» Assigned task
Which lines below contain "StateAction"? Copy every one of them.

» Records to process
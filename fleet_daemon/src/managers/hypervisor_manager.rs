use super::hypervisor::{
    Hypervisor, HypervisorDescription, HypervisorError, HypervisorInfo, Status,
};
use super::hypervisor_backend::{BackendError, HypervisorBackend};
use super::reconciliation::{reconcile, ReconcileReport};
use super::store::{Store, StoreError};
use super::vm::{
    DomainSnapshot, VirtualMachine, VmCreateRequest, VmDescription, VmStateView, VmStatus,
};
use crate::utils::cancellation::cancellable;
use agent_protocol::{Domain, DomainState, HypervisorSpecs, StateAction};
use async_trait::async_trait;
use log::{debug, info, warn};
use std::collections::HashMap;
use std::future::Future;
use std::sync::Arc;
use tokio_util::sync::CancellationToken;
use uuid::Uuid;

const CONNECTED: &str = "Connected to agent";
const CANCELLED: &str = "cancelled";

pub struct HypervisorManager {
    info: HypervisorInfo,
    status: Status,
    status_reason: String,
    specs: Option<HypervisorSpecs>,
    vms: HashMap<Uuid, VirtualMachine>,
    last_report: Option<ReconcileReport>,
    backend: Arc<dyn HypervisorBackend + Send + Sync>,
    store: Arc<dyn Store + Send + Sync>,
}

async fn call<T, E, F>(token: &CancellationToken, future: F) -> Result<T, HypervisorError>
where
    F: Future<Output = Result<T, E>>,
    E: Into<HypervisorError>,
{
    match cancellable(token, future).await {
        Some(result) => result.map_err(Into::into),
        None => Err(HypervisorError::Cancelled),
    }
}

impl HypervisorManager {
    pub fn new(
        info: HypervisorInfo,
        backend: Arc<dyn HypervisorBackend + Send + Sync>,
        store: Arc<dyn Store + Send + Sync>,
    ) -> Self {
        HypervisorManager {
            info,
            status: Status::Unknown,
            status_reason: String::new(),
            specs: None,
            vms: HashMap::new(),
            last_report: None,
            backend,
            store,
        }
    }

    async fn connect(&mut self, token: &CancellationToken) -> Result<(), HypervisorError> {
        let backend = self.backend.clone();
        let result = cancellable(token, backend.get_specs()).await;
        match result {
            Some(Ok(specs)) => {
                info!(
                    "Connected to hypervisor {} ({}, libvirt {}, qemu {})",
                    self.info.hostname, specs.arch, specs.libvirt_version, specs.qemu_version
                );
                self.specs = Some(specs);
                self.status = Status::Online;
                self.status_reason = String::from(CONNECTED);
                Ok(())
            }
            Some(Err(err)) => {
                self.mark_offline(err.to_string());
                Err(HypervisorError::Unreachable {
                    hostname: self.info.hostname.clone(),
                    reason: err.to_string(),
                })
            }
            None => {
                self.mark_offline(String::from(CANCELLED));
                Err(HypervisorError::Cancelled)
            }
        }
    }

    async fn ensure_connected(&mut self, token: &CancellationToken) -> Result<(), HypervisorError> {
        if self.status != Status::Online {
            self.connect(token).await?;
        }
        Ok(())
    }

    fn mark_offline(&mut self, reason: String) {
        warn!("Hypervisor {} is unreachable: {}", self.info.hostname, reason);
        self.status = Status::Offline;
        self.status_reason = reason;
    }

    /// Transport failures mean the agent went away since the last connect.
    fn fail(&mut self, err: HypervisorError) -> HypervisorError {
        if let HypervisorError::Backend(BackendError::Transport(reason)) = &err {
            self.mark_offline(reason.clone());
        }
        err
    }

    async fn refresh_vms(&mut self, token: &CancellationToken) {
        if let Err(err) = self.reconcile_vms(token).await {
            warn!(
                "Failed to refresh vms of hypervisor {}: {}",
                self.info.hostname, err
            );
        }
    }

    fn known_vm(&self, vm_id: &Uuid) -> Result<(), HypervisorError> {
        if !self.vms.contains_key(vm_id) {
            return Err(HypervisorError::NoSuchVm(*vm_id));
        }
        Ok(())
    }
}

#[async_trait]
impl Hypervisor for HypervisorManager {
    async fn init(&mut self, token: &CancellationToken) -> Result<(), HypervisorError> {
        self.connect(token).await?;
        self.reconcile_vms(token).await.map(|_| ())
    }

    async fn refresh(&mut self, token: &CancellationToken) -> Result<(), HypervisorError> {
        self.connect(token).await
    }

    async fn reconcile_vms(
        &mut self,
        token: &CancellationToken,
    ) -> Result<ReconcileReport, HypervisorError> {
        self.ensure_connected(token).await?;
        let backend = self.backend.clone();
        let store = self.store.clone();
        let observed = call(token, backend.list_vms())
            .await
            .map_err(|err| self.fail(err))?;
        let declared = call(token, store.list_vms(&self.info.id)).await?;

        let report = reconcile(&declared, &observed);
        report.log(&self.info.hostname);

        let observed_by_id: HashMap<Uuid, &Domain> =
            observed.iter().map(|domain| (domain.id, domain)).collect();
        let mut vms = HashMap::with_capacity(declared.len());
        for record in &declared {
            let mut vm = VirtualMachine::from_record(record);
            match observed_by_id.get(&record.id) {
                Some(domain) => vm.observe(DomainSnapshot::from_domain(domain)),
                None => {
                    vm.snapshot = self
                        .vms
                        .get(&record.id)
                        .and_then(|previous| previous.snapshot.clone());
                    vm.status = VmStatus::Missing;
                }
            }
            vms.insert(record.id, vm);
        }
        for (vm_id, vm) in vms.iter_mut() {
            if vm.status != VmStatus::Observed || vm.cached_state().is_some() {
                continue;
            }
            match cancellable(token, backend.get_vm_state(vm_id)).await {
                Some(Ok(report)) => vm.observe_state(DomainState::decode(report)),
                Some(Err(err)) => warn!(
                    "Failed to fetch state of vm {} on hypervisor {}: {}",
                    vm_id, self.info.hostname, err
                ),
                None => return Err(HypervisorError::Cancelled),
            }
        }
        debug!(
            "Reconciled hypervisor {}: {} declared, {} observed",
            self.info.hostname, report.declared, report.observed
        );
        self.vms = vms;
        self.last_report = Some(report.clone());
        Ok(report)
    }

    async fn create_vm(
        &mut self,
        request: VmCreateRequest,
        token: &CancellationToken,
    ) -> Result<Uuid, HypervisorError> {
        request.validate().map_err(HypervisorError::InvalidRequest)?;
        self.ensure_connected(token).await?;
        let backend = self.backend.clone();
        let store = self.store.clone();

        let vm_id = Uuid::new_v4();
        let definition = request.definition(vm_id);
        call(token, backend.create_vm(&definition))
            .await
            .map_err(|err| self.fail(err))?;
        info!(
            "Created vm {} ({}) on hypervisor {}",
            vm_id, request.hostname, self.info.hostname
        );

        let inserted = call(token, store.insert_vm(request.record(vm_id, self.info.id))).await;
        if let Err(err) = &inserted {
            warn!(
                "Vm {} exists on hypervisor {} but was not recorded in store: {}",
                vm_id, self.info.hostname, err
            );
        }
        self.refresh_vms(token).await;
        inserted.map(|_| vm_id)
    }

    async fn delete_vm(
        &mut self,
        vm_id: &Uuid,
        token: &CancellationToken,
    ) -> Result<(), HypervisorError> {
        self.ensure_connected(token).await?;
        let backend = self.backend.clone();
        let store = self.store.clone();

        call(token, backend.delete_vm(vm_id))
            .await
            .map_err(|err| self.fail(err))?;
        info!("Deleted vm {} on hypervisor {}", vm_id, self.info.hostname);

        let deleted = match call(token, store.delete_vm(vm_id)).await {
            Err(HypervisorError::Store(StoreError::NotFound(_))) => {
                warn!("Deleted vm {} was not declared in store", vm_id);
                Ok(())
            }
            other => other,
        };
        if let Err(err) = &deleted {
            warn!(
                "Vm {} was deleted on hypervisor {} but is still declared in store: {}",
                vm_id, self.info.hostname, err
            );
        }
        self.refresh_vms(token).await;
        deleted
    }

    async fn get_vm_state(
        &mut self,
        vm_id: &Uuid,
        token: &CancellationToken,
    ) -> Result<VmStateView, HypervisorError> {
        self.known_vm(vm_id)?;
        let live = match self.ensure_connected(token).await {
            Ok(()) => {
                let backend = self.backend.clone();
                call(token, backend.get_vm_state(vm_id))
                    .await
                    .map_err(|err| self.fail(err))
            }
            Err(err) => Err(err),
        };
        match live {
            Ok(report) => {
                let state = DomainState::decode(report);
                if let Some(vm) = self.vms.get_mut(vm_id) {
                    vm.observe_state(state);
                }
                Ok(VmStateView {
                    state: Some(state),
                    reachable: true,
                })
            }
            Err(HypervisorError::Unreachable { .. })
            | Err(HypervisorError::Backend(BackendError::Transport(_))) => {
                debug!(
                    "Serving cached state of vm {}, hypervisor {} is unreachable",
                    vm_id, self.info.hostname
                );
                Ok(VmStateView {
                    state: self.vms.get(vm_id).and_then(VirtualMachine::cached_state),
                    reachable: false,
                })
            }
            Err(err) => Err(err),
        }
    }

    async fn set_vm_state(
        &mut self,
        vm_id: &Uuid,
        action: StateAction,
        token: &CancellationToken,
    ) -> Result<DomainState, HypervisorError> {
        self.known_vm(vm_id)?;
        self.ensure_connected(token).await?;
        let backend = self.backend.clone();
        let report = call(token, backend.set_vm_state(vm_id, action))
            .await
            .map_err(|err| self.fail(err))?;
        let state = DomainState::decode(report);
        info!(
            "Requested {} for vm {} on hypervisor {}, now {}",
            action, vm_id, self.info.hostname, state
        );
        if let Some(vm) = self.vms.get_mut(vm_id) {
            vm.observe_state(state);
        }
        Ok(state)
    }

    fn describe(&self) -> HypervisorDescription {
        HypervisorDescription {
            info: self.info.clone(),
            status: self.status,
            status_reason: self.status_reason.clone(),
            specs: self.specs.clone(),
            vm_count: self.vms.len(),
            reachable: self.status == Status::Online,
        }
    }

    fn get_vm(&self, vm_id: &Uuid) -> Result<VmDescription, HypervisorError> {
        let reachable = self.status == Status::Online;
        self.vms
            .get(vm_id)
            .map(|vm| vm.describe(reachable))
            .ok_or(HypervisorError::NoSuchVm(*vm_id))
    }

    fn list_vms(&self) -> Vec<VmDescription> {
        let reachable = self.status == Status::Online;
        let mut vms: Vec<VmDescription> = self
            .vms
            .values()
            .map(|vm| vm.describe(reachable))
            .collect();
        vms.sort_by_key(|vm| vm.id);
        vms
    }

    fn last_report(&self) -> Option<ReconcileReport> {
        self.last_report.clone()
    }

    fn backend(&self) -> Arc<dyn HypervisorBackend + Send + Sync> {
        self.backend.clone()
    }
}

» Exercise solution
use agent_protocol::{Domain, DomainState, HypervisorSpecs, StateAction};
        action: StateAction,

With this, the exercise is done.